▶ _Exercise requirements_:
Using the entries below, show all lines with the string "from".

*** Block opens ***

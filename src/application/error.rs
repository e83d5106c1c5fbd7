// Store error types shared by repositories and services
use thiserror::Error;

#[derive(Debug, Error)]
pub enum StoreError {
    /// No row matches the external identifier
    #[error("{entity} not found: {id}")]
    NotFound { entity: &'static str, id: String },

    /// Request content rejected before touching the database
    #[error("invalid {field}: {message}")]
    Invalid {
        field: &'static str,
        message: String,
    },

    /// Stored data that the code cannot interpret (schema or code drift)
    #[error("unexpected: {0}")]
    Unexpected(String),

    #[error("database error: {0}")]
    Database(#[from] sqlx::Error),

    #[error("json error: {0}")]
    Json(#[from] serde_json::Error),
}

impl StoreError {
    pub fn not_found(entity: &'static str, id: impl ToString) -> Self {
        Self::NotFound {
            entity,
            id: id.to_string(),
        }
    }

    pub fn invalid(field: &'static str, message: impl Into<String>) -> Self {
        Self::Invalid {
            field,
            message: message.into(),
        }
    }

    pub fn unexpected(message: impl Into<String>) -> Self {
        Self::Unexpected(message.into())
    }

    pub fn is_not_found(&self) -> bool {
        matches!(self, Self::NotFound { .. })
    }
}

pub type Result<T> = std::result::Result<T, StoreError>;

*** Block closes ***
*** Block opens ***

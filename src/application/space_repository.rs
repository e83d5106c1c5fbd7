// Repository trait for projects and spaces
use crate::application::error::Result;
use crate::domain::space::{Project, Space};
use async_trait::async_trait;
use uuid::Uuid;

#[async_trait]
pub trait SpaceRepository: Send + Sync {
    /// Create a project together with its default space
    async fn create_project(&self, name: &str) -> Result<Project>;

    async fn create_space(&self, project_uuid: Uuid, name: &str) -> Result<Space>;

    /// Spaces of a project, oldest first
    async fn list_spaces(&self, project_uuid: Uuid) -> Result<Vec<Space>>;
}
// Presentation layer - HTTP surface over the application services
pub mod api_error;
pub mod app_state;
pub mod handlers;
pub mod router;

*** Block closes ***

▶ _Expected output_:
    Database(#[from] sqlx::Error),
    Json(#[from] serde_json::Error),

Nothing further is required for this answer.